Don’t think you can get out of your non-compete agreement just because you’re a contractor and not an employee. While it’s true that independent contractors, unlike regular employees, may not owe a fiduciary duty of loyalty to the party that hired them (hence their independence), a business may legitimately require its consultants and contractors to enter into binding non-compete and non-solicitation agreements that will restrict their right to compete with the business for a reasonable length of time after their contracts end.
A few weeks ago in Newport News, Judge Raymond A. Jackson allowed a case brought by tax-preparation firm Tax International against two of its former independent contractors to go forward, denying the defendants’ motions to dismiss. The litigation involved allegations not only that the defendants had violated their non-compete agreements but also that they committed trade secret misappropriation, tortious interference with business expectancy, copyright infringement, trademark infringement, false designation of origin, and unfair competition. Judge Jackson allowed all claims to go forward, finding the allegations plausible on their face.
Accepting the allegations in the complaint as true, the court noted the following facts. Tax International uses consultants for soliciting new customers, and regular employees for the actual tax and business consultation services. The two individual defendants, Rasheme Kilburn and Lance Taylor, had both served as consultants to Tax International and had both signed confidentiality and non-compete agreements like this one. In each agreement, the defendants agreed that (1) they would not use any Tax International client’s confidential information in any effort to divert any Tax International client’s business away from Tax International; (2) they would not solicit any tax services regarding any of Tax International’s clients upon termination of their consultancy with Tax International; and (3) they would not act as a tax consultant or preparer or use any of Tax International’s strategies at any time in the future following termination of their consultancy with Tax International.

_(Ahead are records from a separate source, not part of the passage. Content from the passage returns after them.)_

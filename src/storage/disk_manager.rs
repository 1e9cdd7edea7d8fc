//! Disk manager: reads and writes fixed-size pages to the database file.
//!
//! Page 0 is reserved for the tree header and is never handed to the
//! buffer pool as a node page. There is no magic number and no version
//! field in the header or anywhere else in the file — the format is
//! identified only by the caller choosing to open it as one of these
//! trees.

use crate::error::Result;
use crate::storage::TreeHeader;
use crate::types::{PageId, PAGE_SIZE};
use parking_lot::Mutex;
use std::fs::{File, OpenOptions};
use std::io::{Read, Seek, SeekFrom, Write};
use std::path::Path;

/// Trait for page-level disk I/O, so the buffer pool can be tested
/// against a non-file-backed fake if ever needed.
pub trait DiskManager: Send + Sync {
    /// Read page `id` into `dst`. Short reads (a page at the very end of
    /// a file that was never fully written) are zero-padded rather than
    /// treated as an error.
    fn read_page(&self, id: PageId, dst: &mut [u8; PAGE_SIZE]) -> Result<()>;

    /// Write `src` to page `id`.
    fn write_page(&self, id: PageId, src: &[u8; PAGE_SIZE]) -> Result<()>;

    /// Allocate the next page id and zero-fill it on disk.
    fn new_page_id(&self) -> Result<PageId>;

    /// Number of pages in the file, including the header page.
    fn num_pages(&self) -> u32;

    /// Read the tree header from page 0.
    fn read_header(&self) -> Result<TreeHeader>;

    /// Write the tree header to page 0.
    fn write_header(&self, header: &TreeHeader) -> Result<()>;
}

/// File-backed [`DiskManager`].
pub struct DiskManagerImpl {
    file: Mutex<File>,
    next_page_id: Mutex<i32>,
}

impl DiskManagerImpl {
    /// Open an existing database file or create a new one.
    ///
    /// A brand-new file gets its header page written immediately
    /// (`root_page_id = -1`, `has_root = false`); an existing file's
    /// page count determines the next page id to hand out.
    pub fn open(path: &Path) -> Result<Self> {
        let existed = path.exists();

        let mut file = OpenOptions::new()
            .read(true)
            .write(true)
            .create(true)
            .open(path)?;

        let len = file.metadata()?.len();
        let next_page_id = (len / PAGE_SIZE as u64) as i32;

        let dm = Self {
            file: Mutex::new(file.try_clone()?),
            next_page_id: Mutex::new(next_page_id.max(0)),
        };

        if !existed || len < PAGE_SIZE as u64 {
            file.set_len(0)?;
            *dm.next_page_id.lock() = 0;
            drop(file);
            dm.write_header(&TreeHeader::empty())?;
        }

        Ok(dm)
    }
}

impl DiskManager for DiskManagerImpl {
    fn read_page(&self, id: PageId, dst: &mut [u8; PAGE_SIZE]) -> Result<()> {
        dst.fill(0);
        let offset = id.file_offset(PAGE_SIZE);
        let mut file = self.file.lock();
        file.seek(SeekFrom::Start(offset))?;

        let mut read_total = 0usize;
        loop {
            match file.read(&mut dst[read_total..]) {
                Ok(0) => break,
                Ok(n) => read_total += n,
                Err(e) if e.kind() == std::io::ErrorKind::Interrupted => continue,
                Err(e) => return Err(e.into()),
            }
        }
        Ok(())
    }

    fn write_page(&self, id: PageId, src: &[u8; PAGE_SIZE]) -> Result<()> {
        let offset = id.file_offset(PAGE_SIZE);
        let mut file = self.file.lock();
        file.seek(SeekFrom::Start(offset))?;
        file.write_all(src)?;
        file.flush()?;
        Ok(())
    }

    fn new_page_id(&self) -> Result<PageId> {
        let mut next = self.next_page_id.lock();
        let id = PageId::new(*next);
        *next += 1;
        drop(next);

        let zeros = [0u8; PAGE_SIZE];
        self.write_page(id, &zeros)?;
        Ok(id)
    }

    fn num_pages(&self) -> u32 {
        *self.next_page_id.lock() as u32
    }

    fn read_header(&self) -> Result<TreeHeader> {
        let mut buf = [0u8; PAGE_SIZE];
        self.read_page(PageId::HEADER, &mut buf)?;
        Ok(TreeHeader::decode(&buf))
    }

    fn write_header(&self, header: &TreeHeader) -> Result<()> {
        let mut buf = [0u8; PAGE_SIZE];
        header.encode(&mut buf);
        self.write_page(PageId::HEADER, &buf)?;
        {
            let mut next = self.next_page_id.lock();
            if *next < 1 {
                *next = 1;
            }
        }
        Ok(())
    }
}

#[cfg(test)]
mod tests {
    use super::*;
    use tempfile::tempdir;

    #[test]
    fn test_new_database_has_empty_header() -> Result<()> {
        let dir = tempdir().unwrap();
        let path = dir.path().join("test.db");

        let dm = DiskManagerImpl::open(&path)?;
        let header = dm.read_header()?;
        assert!(!header.has_root);
        assert_eq!(header.root_page_id, PageId::NONE);
        assert_eq!(dm.num_pages(), 1);

        Ok(())
    }

    #[test]
    fn test_allocate_and_round_trip_page() -> Result<()> {
        let dir = tempdir().unwrap();
        let path = dir.path().join("test.db");
        let dm = DiskManagerImpl::open(&path)?;

        let id = dm.new_page_id()?;
        assert_eq!(id, PageId::new(1));

        let mut buf = [0u8; PAGE_SIZE];
        buf[0..5].copy_from_slice(b"hello");
        dm.write_page(id, &buf)?;

        let mut out = [0u8; PAGE_SIZE];
        dm.read_page(id, &mut out)?;
        assert_eq!(&out[0..5], b"hello");

        Ok(())
    }

    #[test]
    fn test_reopen_preserves_header_and_pages() -> Result<()> {
        let dir = tempdir().unwrap();
        let path = dir.path().join("test.db");

        {
            let dm = DiskManagerImpl::open(&path)?;
            let id = dm.new_page_id()?;
            dm.write_header(&TreeHeader {
                root_page_id: id,
                has_root: true,
            })?;
        }

        {
            let dm = DiskManagerImpl::open(&path)?;
            let header = dm.read_header()?;
            assert!(header.has_root);
            assert_eq!(header.root_page_id, PageId::new(1));
            assert_eq!(dm.num_pages(), 2);
        }

        Ok(())
    }

    #[test]
    fn test_read_past_end_zero_pads() -> Result<()> {
        let dir = tempdir().unwrap();
        let path = dir.path().join("test.db");
        let dm = DiskManagerImpl::open(&path)?;

        let mut out = [1u8; PAGE_SIZE];
        // page 5 was never allocated through new_page_id
        dm.read_page(PageId::new(5), &mut out)?;
        assert!(out.iter().all(|&b| b == 0));

        Ok(())
    }
}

Tax International alleged that “Upon information and belief, Defendants are engaged in the business of tax preparation. Tax International and Defendants are in direct competition.” Judge Jackson had no concerns about the “information and belief” qualification and found that the complaint sufficiently alleged that Defendant breached the Agreement by operating a tax preparation business in competition with Plaintiff using Plaintiffs client information and marks. Moreover, even though the complaint apparently lacked any specific allegations regarding the tailoring of the non-compete restrictions to its legitimate business interests, the court found the allegations sufficient to plausibly state a valid claim, finding that the alleged facts demonstrated the existence of both a legitimate business interest and that the restrictive covenant was reasonably necessary to protect that interest. The fact that the two consultants were independent contractors made absolutely no difference to the court’s analysis.
It made no difference to the trade secrets claim, either. To qualify for trade-secret protection in Virginia, an alleged trade secret must (1) maintain some independent economic value; (2) not be known or readily ascertainable by proper means; and (3) be subject to reasonable efforts to maintain secrecy. (See Trident Products and Services, LLC v. Canadian Soiless Wholesale Ltd., 859 F. Supp. 2d 771, 778 (E.D. Va. 2012)). All Tax International needed to do to get past the consultants’ motion to dismiss was establish that (1) the information at issue constituted a trade secret, and (2) that the defendants misappropriated that information. Judge Jackson was satisfied that Tax International’s customer lists were trade secrets and that if the defendants were using this client information in the course of competing with Tax International, they would be on the hook not only for breaching their non-compete agreements, but for misappropriation of trade secrets.